Source records:
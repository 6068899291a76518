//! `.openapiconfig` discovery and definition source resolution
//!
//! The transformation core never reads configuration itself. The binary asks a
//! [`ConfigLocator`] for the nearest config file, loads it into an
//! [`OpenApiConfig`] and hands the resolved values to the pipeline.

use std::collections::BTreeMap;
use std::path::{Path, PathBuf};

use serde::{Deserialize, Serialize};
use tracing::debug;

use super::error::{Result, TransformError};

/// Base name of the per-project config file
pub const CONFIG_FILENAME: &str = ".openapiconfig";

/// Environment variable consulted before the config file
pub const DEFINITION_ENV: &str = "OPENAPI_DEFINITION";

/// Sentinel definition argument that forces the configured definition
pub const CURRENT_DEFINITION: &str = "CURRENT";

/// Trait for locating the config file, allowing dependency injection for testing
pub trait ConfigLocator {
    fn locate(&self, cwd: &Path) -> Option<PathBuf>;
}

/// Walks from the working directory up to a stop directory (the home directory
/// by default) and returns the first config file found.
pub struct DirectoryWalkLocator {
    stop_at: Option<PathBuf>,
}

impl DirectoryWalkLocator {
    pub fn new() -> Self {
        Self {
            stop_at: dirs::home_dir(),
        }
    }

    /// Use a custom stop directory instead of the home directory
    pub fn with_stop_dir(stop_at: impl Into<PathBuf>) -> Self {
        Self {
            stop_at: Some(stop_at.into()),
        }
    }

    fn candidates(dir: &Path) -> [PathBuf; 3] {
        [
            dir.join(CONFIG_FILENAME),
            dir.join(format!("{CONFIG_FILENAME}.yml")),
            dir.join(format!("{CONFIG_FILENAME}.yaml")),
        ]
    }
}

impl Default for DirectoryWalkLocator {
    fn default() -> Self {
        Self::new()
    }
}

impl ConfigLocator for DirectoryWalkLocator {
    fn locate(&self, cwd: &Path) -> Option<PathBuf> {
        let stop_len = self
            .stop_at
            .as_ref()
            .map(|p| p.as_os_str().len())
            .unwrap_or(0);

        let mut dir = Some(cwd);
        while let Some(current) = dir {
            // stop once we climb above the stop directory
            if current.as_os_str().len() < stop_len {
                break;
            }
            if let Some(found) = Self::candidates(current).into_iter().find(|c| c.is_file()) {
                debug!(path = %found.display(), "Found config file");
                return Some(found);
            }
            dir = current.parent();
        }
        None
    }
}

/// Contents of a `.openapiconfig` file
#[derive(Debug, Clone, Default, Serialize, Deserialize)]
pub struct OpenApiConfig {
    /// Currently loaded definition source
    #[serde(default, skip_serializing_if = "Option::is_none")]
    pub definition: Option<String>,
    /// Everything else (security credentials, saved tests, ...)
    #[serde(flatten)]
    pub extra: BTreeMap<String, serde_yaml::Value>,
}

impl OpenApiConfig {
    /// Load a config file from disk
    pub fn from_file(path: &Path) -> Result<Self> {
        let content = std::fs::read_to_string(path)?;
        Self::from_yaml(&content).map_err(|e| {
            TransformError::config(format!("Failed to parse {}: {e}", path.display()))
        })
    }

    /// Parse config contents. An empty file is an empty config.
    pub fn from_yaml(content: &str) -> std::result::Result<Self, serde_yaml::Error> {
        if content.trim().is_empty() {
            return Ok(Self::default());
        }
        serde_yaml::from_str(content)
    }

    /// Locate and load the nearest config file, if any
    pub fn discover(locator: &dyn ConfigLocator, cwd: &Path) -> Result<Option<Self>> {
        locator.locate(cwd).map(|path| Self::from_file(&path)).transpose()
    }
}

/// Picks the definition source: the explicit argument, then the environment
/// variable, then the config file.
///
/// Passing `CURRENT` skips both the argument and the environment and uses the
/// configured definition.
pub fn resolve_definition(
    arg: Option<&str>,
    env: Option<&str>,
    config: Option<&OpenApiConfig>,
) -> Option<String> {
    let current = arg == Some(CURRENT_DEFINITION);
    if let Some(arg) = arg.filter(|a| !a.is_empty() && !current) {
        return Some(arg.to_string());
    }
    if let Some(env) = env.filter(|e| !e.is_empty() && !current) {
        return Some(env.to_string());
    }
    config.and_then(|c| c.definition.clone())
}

== EXERCISE AIM ==
Among the lines above, find the ones containing "nearest" and copy them.

== SOLUTION BELOW ==
//! [`ConfigLocator`] for the nearest config file, loads it into an
    /// Locate and load the nearest config file, if any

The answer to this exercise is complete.